As I Like It, by William Lyon Phelps (12mo, 236 pages; Scribner: $2). In this volume of random opinions gathered up from Scribner's Magazine, we see Mr Phelps discuss very patiently whether or not This Freedom is a greater book than If Winter Comes; we learn of his delight in reading Christopher Morley; and we watch while, with simple impregnability, he informs us that he is both a Puritan and a Rotarian. One is always a bit disarmed by Mr Phelps, he writes with such tolerance and good nature, indeed he possesses any number of sterling qualities—even has them printed, as it were, on his business cards like a telephone number. In this volume Mr Phelps' opinions range anywhere from the bluntly wrong to the bluntly right, it doesn't much matter which.
Race and National Solidarity, by Charles Conant Josey (12mo, 227 pages; Scribner: $2.50) is an argument for the intensification of group consciousness on the part of the white race and for a policy of deliberate exploitation designed to insure its world dominance. This thesis is theoretically more rational than the ideal of internationalism inveighed against; but it is even less empirical. The author successfully deflates illusory ethical values sanctified by democracy. He is less sound in his reasoning about politics and economics, and does not take the possibly very active development of the subject-races into consideration.
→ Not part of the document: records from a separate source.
// src/crawl/download.rs
// =============================================================================
// Saves a media file (image, video, archive, ...) to disk.
//
// The response body is streamed: we never hold the whole file in memory,
// each piece is written out as it arrives, 512 bytes at a time.
//
// If something goes wrong halfway through, the partially written file is
// left where it is. The crawler doesn't retry.
// =============================================================================

use std::path::{Path, PathBuf};

use futures::StreamExt;
use reqwest::Client;
use tokio::fs::File;
use tokio::io::AsyncWriteExt;
use tracing::debug;
use url::Url;

use super::classify::document_name;
use super::error::{DownloadError, FetchError};

pub const CHUNK_SIZE: usize = 512;

// Downloads `url` into `dest_dir`, naming the file after the last segment of
// the URL's path ("http://ex.com/img/b.jpg" -> "<dest_dir>/b.jpg").
//
// Returns the path that was written.
pub async fn download_media(
    client: &Client,
    url: &Url,
    dest_dir: &Path,
) -> Result<PathBuf, DownloadError> {
    let name = document_name(url);
    if name.is_empty() {
        return Err(DownloadError::NoFileName(url.to_string()));
    }
    let path = dest_dir.join(name);
    debug!("Downloading media -> {}", name);

    let response = client
        .get(url.as_str())
        .send()
        .await
        .map_err(FetchError::from)?;

    let status = response.status();
    if !status.is_success() {
        return Err(FetchError::Status(status).into());
    }

    let io_err = |source| DownloadError::Io {
        path: path.clone(),
        source,
    };

    let mut file = File::create(&path).await.map_err(io_err)?;
    let mut body = response.bytes_stream();

    while let Some(bytes) = body.next().await {
        let bytes = bytes.map_err(FetchError::from)?;
        for chunk in bytes.chunks(CHUNK_SIZE) {
            file.write_all(chunk).await.map_err(io_err)?;
        }
    }
    file.flush().await.map_err(io_err)?;

    Ok(path)
}

#[cfg(test)]
mod tests {
    use super::*;
    use crate::crawl::report::FailureKind;
    use tempfile::TempDir;
    use wiremock::matchers::{method, path};
    use wiremock::{Mock, MockServer, ResponseTemplate};

    #[tokio::test]
    async fn test_download_writes_file_named_after_url() {
        let server = MockServer::start().await;
        // bigger than one chunk so the write loop runs more than once
        let body: Vec<u8> = (0..2000u32).map(|i| (i % 251) as u8).collect();
        Mock::given(method("GET"))
            .and(path("/img/b.jpg"))
            .respond_with(ResponseTemplate::new(200).set_body_bytes(body.clone()))
            .expect(1)
            .mount(&server)
            .await;

        let dir = TempDir::new().unwrap();
        let url = Url::parse(&format!("{}/img/b.jpg", server.uri())).unwrap();
        let written = download_media(&Client::new(), &url, dir.path()).await.unwrap();

        assert_eq!(written, dir.path().join("b.jpg"));
        assert_eq!(std::fs::read(&written).unwrap(), body);
    }

    #[tokio::test]
    async fn test_download_error_status() {
        let server = MockServer::start().await;
        Mock::given(method("GET"))
            .respond_with(ResponseTemplate::new(403))
            .mount(&server)
            .await;

        let dir = TempDir::new().unwrap();
        let url = Url::parse(&format!("{}/secret.png", server.uri())).unwrap();
        let err = download_media(&Client::new(), &url, dir.path()).await.unwrap_err();

        assert_eq!(err.kind(), FailureKind::Status(403));
        assert!(!dir.path().join("secret.png").exists());
    }

    #[tokio::test]
    async fn test_download_missing_directory() {
        let server = MockServer::start().await;
        Mock::given(method("GET"))
            .respond_with(ResponseTemplate::new(200).set_body_bytes(vec![1u8, 2, 3]))
            .mount(&server)
            .await;

        let dir = TempDir::new().unwrap();
        let missing = dir.path().join("does-not-exist");
        let url = Url::parse(&format!("{}/a.gif", server.uri())).unwrap();
        let err = download_media(&Client::new(), &url, &missing).await.unwrap_err();

        assert!(matches!(err, DownloadError::Io { .. }));
    }

    #[tokio::test]
    async fn test_download_without_file_name() {
        let dir = TempDir::new().unwrap();
        let url = Url::parse("http://ex.com/gallery/").unwrap();
        let err = download_media(&Client::new(), &url, dir.path()).await.unwrap_err();
        assert!(matches!(err, DownloadError::NoFileName(_)));
    }
}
The book lacks the trenchant dryness that makes for clarity and force in an argument; too much of it is in the form of a pedagogical peroration.
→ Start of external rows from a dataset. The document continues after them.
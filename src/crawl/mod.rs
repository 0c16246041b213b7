// src/crawl/mod.rs
// =============================================================================
// This module crawls a single website.
//
// Submodules:
// - normalize: relative link -> absolute URL, and the same-domain check
// - classify: media file, web page, or unknown? (by file extension)
// - extract: links from <a>, <img> and <source> tags
// - fetch: the pooled HTTP client and page fetching
// - download: streaming media files to disk
// - queue: the crawler itself (frontier + visited set)
// - report: what a finished crawl returns
// - error: error types
// =============================================================================

mod classify;
mod download;
mod error;
mod extract;
mod fetch;
mod normalize;
mod queue;
mod report;

// Re-export the pieces the rest of the application uses
pub use classify::{classify, classify_str, DocumentType};
pub use error::{CrawlError, DownloadError, FetchError};
pub use extract::{extract_links, extract_links_from_html};
pub use normalize::{in_scope, normalize};
pub use queue::Crawler;
pub use report::{CrawlReport, Failure, FailureKind, MediaRecord};
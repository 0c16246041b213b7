// src/crawl/error.rs
// =============================================================================
// Error types for the crawler.
//
// Only CrawlError can stop a crawl, and only before it starts (bad domain,
// media directory can't be created, HTTP client can't be built). Fetch and
// download errors are reported back to the crawler loop, which logs them,
// records them in the report and moves on to the next URL.
// =============================================================================

use std::path::PathBuf;

use reqwest::StatusCode;
use thiserror::Error;

use super::report::FailureKind;

#[derive(Debug, Error)]
pub enum CrawlError {
    #[error("invalid domain '{domain}': {source}")]
    InvalidDomain {
        domain: String,
        #[source]
        source: url::ParseError,
    },

    #[error("failed to make media directory {}: {source}", path.display())]
    MediaDir {
        path: PathBuf,
        #[source]
        source: std::io::Error,
    },

    #[error("failed to build HTTP client: {0}")]
    Client(#[from] reqwest::Error),
}

#[derive(Debug, Error)]
pub enum FetchError {
    #[error(transparent)]
    Request(#[from] reqwest::Error),

    #[error("HTTP {0}")]
    Status(StatusCode),
}

impl FetchError {
    // Sorts a fetch failure into a report category
    pub fn kind(&self) -> FailureKind {
        match self {
            FetchError::Status(status) => FailureKind::Status(status.as_u16()),
            FetchError::Request(e) if e.is_timeout() => FailureKind::Timeout,
            FetchError::Request(e) if e.is_redirect() => FailureKind::TooManyRedirects,
            FetchError::Request(e) if e.is_connect() => FailureKind::Connect,
            FetchError::Request(_) => FailureKind::Network,
        }
    }
}

#[derive(Debug, Error)]
pub enum DownloadError {
    #[error(transparent)]
    Fetch(#[from] FetchError),

    #[error("no file name in media URL {0}")]
    NoFileName(String),

    #[error("failed to write {}: {source}", path.display())]
    Io {
        path: PathBuf,
        #[source]
        source: std::io::Error,
    },
}

impl DownloadError {
    pub fn kind(&self) -> FailureKind {
        match self {
            DownloadError::Fetch(e) => e.kind(),
            DownloadError::NoFileName(_) | DownloadError::Io { .. } => FailureKind::Io,
        }
    }
}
Building the American Nation, by Nicholas Murray Butler (12mo, 374 pages; Scribner: $2.50). In this series of lectures, written to be delivered in England, Mr Butler sketches in strictly orthodox fashion an outline of American history from the beginnings of colonial federation up to the present. The author succeeds in implicating his facts very smoothly with the portraits and policies of leading American statesmen. On reading the pages on the revolution, we see how admirably fitted Mr Butler was for his diplomatic task of interpreting America to England, for he insists that all the faculties which the colonies possessed for revolution were in the direct line of English tradition. The somewhat difficult problem of Jefferson is handled with equal ingenuity. If the book adds nothing to American history, at any rate the review of the facts is clearly and earnestly performed.